**** Data to use
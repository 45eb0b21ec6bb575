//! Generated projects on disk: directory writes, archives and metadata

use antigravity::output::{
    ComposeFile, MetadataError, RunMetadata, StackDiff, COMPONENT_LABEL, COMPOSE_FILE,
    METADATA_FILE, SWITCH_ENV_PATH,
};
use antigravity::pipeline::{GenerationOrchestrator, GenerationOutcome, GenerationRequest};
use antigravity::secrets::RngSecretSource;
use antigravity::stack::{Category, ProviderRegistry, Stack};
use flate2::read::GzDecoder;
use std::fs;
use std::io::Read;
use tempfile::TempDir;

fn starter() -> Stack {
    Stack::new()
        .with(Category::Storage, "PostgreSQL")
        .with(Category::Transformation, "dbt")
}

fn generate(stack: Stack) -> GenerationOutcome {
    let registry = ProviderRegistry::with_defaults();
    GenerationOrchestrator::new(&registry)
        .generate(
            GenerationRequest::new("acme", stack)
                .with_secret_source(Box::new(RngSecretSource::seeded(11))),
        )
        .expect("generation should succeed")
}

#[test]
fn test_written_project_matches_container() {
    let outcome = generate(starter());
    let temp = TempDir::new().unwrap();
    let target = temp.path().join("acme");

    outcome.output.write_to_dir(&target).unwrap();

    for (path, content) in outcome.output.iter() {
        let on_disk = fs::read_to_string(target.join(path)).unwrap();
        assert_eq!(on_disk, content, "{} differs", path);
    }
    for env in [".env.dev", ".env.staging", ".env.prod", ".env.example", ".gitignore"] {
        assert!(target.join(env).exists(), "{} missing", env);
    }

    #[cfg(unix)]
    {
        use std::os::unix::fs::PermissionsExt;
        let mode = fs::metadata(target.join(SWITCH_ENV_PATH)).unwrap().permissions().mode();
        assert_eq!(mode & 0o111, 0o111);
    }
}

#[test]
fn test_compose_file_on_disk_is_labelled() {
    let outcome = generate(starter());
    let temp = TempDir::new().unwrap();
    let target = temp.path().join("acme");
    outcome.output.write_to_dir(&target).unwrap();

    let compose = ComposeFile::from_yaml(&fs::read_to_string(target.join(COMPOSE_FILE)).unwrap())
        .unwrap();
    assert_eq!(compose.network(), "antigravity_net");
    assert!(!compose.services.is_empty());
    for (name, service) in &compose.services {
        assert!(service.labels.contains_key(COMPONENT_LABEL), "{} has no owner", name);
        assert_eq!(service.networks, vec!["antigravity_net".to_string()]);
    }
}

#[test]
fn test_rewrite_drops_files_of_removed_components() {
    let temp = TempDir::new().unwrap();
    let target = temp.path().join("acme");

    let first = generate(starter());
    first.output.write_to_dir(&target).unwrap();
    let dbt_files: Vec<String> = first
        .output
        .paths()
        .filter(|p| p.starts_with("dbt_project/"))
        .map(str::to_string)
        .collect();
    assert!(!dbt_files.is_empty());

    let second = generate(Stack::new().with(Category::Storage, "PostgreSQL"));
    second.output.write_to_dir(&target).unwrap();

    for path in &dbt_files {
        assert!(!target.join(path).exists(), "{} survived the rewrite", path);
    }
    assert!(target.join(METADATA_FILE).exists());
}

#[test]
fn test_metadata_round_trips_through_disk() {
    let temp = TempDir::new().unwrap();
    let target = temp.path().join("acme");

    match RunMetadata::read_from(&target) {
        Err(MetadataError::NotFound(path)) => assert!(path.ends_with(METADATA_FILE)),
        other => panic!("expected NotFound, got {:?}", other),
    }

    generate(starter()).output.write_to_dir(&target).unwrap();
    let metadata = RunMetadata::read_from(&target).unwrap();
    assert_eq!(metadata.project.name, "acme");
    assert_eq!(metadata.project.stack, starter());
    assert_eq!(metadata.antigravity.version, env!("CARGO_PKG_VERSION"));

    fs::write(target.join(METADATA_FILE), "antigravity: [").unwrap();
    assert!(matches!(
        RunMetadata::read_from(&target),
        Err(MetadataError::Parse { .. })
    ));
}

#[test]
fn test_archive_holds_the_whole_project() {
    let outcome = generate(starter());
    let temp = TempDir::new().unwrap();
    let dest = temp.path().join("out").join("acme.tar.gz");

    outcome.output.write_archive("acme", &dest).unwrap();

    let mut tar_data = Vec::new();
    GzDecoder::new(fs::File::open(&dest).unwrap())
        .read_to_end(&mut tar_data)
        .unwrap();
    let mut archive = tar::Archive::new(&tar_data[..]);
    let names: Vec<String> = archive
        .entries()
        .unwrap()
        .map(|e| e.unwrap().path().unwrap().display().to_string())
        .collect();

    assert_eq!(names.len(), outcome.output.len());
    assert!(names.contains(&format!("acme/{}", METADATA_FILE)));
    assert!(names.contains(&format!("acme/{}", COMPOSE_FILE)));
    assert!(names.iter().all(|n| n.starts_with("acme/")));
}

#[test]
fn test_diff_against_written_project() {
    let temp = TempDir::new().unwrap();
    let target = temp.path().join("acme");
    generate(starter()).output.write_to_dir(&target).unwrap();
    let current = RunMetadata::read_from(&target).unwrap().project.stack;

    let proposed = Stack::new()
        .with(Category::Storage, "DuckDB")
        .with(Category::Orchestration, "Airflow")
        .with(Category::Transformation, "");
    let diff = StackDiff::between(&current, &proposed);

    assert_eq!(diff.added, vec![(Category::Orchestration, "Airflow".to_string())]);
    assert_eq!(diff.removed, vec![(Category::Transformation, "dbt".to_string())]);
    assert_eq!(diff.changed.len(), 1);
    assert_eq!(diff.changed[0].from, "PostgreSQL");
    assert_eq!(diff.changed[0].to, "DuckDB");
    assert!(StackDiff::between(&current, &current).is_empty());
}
********
**** Data to use
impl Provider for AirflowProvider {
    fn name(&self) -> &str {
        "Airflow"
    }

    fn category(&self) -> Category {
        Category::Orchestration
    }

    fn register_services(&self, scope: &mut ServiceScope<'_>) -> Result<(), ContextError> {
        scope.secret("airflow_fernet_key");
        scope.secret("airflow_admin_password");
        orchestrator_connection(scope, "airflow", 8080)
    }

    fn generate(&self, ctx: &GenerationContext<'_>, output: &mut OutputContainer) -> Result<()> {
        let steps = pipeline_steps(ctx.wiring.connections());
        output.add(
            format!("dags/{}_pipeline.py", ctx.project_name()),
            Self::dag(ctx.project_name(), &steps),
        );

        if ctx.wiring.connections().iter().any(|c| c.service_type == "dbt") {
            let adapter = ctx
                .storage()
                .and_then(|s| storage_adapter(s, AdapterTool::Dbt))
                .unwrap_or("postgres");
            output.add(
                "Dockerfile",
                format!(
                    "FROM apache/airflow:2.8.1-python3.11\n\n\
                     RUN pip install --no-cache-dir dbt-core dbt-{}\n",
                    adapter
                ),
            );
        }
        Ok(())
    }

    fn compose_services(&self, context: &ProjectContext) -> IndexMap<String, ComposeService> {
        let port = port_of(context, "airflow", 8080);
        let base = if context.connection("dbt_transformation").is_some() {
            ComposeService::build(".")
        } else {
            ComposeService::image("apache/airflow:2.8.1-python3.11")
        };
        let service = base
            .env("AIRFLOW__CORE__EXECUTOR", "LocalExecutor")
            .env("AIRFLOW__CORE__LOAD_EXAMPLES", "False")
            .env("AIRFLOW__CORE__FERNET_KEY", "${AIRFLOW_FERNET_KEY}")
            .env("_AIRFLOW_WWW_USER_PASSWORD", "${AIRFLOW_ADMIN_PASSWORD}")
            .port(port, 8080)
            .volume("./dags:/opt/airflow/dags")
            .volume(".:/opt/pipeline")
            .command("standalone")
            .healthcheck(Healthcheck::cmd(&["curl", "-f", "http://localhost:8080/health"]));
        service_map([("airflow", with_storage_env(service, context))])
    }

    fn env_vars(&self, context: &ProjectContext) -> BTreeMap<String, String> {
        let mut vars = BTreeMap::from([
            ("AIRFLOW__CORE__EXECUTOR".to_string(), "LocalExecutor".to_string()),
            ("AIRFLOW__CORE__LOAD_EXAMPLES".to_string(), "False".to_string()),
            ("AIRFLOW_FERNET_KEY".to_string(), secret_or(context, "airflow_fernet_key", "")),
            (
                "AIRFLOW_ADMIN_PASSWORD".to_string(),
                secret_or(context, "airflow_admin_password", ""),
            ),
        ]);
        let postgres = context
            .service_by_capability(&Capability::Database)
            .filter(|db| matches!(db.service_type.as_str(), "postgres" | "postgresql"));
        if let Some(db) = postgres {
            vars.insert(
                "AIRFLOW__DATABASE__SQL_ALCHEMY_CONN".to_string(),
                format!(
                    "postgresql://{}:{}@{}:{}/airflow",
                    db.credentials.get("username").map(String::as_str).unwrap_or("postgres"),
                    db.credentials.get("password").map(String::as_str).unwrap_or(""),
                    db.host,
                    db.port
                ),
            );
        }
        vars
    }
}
********
*Work to complete*.
Report how many lines of the records above contain the word "iter", giving only the number.

*Expected answer*.
3